Network Attached Storage (NAS), for the most part, comprises a hand full of hard drives, enclosed in a rack-mountable case with a customized operating system. Although NAS has made tremendous strides beyond that recently, a reoccurring problem with many of the NAS boxes out there is that they are pieced together with different hardware components and proprietary software, which really do not co-exist well when smashed together. Many times this mix and match method hinders performance and serviceability. Down the road this presents an unfavorable outcome many organizations can ill afford to have.

HP's StorageWorks 2000s is the exception. It is a NAS device built on proven ProLiant server technology. Incorporating the ProLiant technology underneath the covers of the NAS hardware offers many of the specialty management tools like Integrated Lights-Out and Insight Manager, which help maintain a high level of quality service.

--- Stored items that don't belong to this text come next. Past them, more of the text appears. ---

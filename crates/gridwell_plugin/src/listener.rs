//! Connection listener for remote plugins.
//!
//! Accepts TCP connections on a background thread, reads each one's identity
//! handshake on its own thread, and parks the stream in a
//! [`ConnectionRegistry`]. The host's tick picks connections up from there;
//! no plugin call ever runs on these threads.

use std::io::{self, Read};
use std::net::{SocketAddr, TcpListener, TcpStream};
use std::sync::atomic::{AtomicBool, Ordering};
use std::sync::Arc;
use std::thread::{self, JoinHandle};
use std::time::Duration;

use gridwell_core::{wire, WireError};
use parking_lot::Mutex;
use rustc_hash::FxHashMap;
use serde::{Deserialize, Serialize};

use crate::remote::RemoteConnection;

/// Longest identity accepted in a handshake.
pub const MAX_IDENTITY_LEN: u64 = 256;

/// Configuration for the listener.
#[derive(Clone, Debug, Serialize, Deserialize)]
pub struct ListenerConfig {
    /// Address to bind.
    pub addr: String,
    /// Sleep between accept polls, in milliseconds.
    pub poll_interval_ms: u64,
    /// How long a new connection may take to send its identity.
    pub handshake_timeout_ms: u64,
}

impl Default for ListenerConfig {
    fn default() -> Self {
        Self::standard()
    }
}

impl ListenerConfig {
    /// Fixed loopback port for the live-reload workflow.
    pub fn standard() -> Self {
        Self {
            addr: "127.0.0.1:7420".to_string(),
            poll_interval_ms: 100,
            handshake_timeout_ms: 2000,
        }
    }

    /// Ephemeral loopback port with fast polling, for tests and embedding.
    pub fn local() -> Self {
        Self {
            addr: "127.0.0.1:0".to_string(),
            poll_interval_ms: 5,
            handshake_timeout_ms: 1000,
        }
    }

    /// Create a config bound to `addr` with standard timings.
    pub fn new(addr: impl Into<String>) -> Self {
        Self {
            addr: addr.into(),
            ..Self::standard()
        }
    }
}

// ============================================================================
// Registry
// ============================================================================

/// Connections waiting to be attached, by plugin identity.
#[derive(Clone, Default)]
pub struct ConnectionRegistry {
    inner: Arc<Mutex<FxHashMap<String, RemoteConnection>>>,
}

impl ConnectionRegistry {
    pub fn new() -> Self {
        Self::default()
    }

    /// Park a connection. A newer connection for the same identity replaces
    /// the waiting one.
    pub fn insert(&self, conn: RemoteConnection) {
        let identity = conn.identity().to_owned();
        if self.inner.lock().insert(identity.clone(), conn).is_some() {
            tracing::debug!(%identity, "pending connection replaced");
        }
    }

    /// Claim the waiting connection for `identity`.
    pub fn take(&self, identity: &str) -> Option<RemoteConnection> {
        self.inner.lock().remove(identity)
    }

    pub fn contains(&self, identity: &str) -> bool {
        self.inner.lock().contains_key(identity)
    }

    pub fn len(&self) -> usize {
        self.inner.lock().len()
    }

    pub fn is_empty(&self) -> bool {
        self.inner.lock().is_empty()
    }
}

// ============================================================================
// Listener
// ============================================================================

/// Handle to a running listener.
pub struct ListenerHandle {
    shutdown: Arc<AtomicBool>,
    thread: Option<JoinHandle<()>>,
    local_addr: SocketAddr,
    registry: ConnectionRegistry,
}

impl ListenerHandle {
    /// Request the listener to stop accepting.
    pub fn shutdown(&self) {
        self.shutdown.store(true, Ordering::SeqCst);
    }

    /// Address actually bound (resolves port 0).
    pub fn local_addr(&self) -> SocketAddr {
        self.local_addr
    }

    pub fn registry(&self) -> &ConnectionRegistry {
        &self.registry
    }

    /// Check if the accept loop is still running.
    pub fn is_running(&self) -> bool {
        self.thread
            .as_ref()
            .map(|t| !t.is_finished())
            .unwrap_or(false)
    }

    /// Stop and wait for the accept loop to exit.
    pub fn join(mut self) {
        self.shutdown();
        if let Some(thread) = self.thread.take() {
            let _ = thread.join();
        }
    }
}

impl Drop for ListenerHandle {
    fn drop(&mut self) {
        self.shutdown();
    }
}

/// Accepts remote plugin connections.
pub struct Listener {
    config: ListenerConfig,
    registry: ConnectionRegistry,
}

impl Listener {
    pub fn new(config: ListenerConfig) -> Self {
        Self {
            config,
            registry: ConnectionRegistry::new(),
        }
    }

    /// Share an existing registry instead of creating one.
    pub fn with_registry(mut self, registry: ConnectionRegistry) -> Self {
        self.registry = registry;
        self
    }

    /// Bind and start accepting in a background thread.
    pub fn start(self) -> io::Result<ListenerHandle> {
        let listener = TcpListener::bind(&self.config.addr)?;
        listener.set_nonblocking(true)?;
        let local_addr = listener.local_addr()?;

        tracing::info!("Plugin listener on {}", local_addr);

        let shutdown = Arc::new(AtomicBool::new(false));
        let shutdown_clone = shutdown.clone();
        let registry = self.registry.clone();

        let thread = thread::Builder::new()
            .name("gridwell-listener".into())
            .spawn(move || self.run(listener, shutdown_clone))?;

        Ok(ListenerHandle {
            shutdown,
            thread: Some(thread),
            local_addr,
            registry,
        })
    }

    fn run(&self, listener: TcpListener, shutdown: Arc<AtomicBool>) {
        let poll = Duration::from_millis(self.config.poll_interval_ms.max(1));
        let timeout = Duration::from_millis(self.config.handshake_timeout_ms.max(1));

        while !shutdown.load(Ordering::SeqCst) {
            match listener.accept() {
                Ok((stream, addr)) => {
                    tracing::debug!("Plugin connection from {}", addr);
                    let registry = self.registry.clone();
                    thread::spawn(move || match handshake(stream, timeout) {
                        Ok(conn) => {
                            tracing::info!(identity = conn.identity(), %addr, "remote plugin connected");
                            registry.insert(conn);
                        }
                        Err(e) => tracing::debug!("Handshake from {} failed: {}", addr, e),
                    });
                }
                Err(ref e) if e.kind() == io::ErrorKind::WouldBlock => {
                    thread::sleep(poll);
                }
                Err(e) => {
                    tracing::error!("Accept error: {}", e);
                    break;
                }
            }
        }
    }
}

/// Read the identity a plugin sends first.
fn handshake(stream: TcpStream, timeout: Duration) -> io::Result<RemoteConnection> {
    stream.set_nonblocking(false)?;
    stream.set_read_timeout(Some(timeout))?;
    let mut reader = &stream;
    let len = wire::read_u64(&mut reader).map_err(to_io)?;
    if len == 0 || len > MAX_IDENTITY_LEN {
        return Err(io::Error::new(
            io::ErrorKind::InvalidData,
            format!("identity length {len}"),
        ));
    }
    let mut bytes = vec![0u8; len as usize];
    reader.read_exact(&mut bytes)?;
    let identity = String::from_utf8(bytes)
        .map_err(|_| io::Error::new(io::ErrorKind::InvalidData, "identity is not UTF-8"))?;
    stream.set_read_timeout(None)?;
    RemoteConnection::new(identity, stream)
}

fn to_io(e: WireError) -> io::Error {
    match e {
        WireError::Io(e) => e,
        other => io::Error::new(io::ErrorKind::InvalidData, other.to_string()),
    }
}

The 2U-high rack-mountable unit starts at about $8,300 and that is with 587Gbytes of storage attached to it. It is a product that can be grown to 27Tbytes if needed. It is a standalone appliance that has quite a bit of scalability from a storage perspective. HP StorageWorks 2000s is a mid range NAS device that runs an Intel Xeon 3.06GHz processor, which also has the option to run a second Xeon processor. It starts with one Gbyte of memory and can be expanded up to six Gbytes. It comes with two Gigabyte NICs and runs on Microsoft Windows Storage Server 2003, a derivative of Windows Server 2003, but it is an OS optimized specifically designed for NAS devices. HP modified the GUI by adding some additional capabilities revolving around cluster management and managing HP disk arrays. The company really offers some value add to their boxes with these management features, which are typically found in higher end HP SAN boxes, like the 4000s and 9000s.One thing that HP has done is that they tried to make it is as easy as possible to get the box up and running, so that folks can get file sharing going within minutes rather than hours. VARs servicing customers who are in desperate need of storage capacity can really take advantage of the easy deployment and reap the rewards. Integration with existing networks is straightforward and allows for on-the-fly installation. Out of the box, the unit includes support for Windows, UNIX, Linux, Novell, Macintosh, FTP and HTTP. Integrators will find setup of the unit a breeze. After plugging the unit into the network, an installer uses the browser, to find the unit and launch the browser-based configuration menu. Network administration, user access, and storage configuration are all easily managed through the NAS GUI. Solution providers should seriously consider the device for use in Windows-based networks. The unit's ability to integrate with Windows servers and the commonality of the interface make the NAS device an ideal storage solution for those networks.

Lastly, the box ships with a quick restore DVD in the event of some unfortunate mishap. If a customer is suffering from a worst case scenario and there is no way to recover the box, at least there is a way to recover it to the factory default.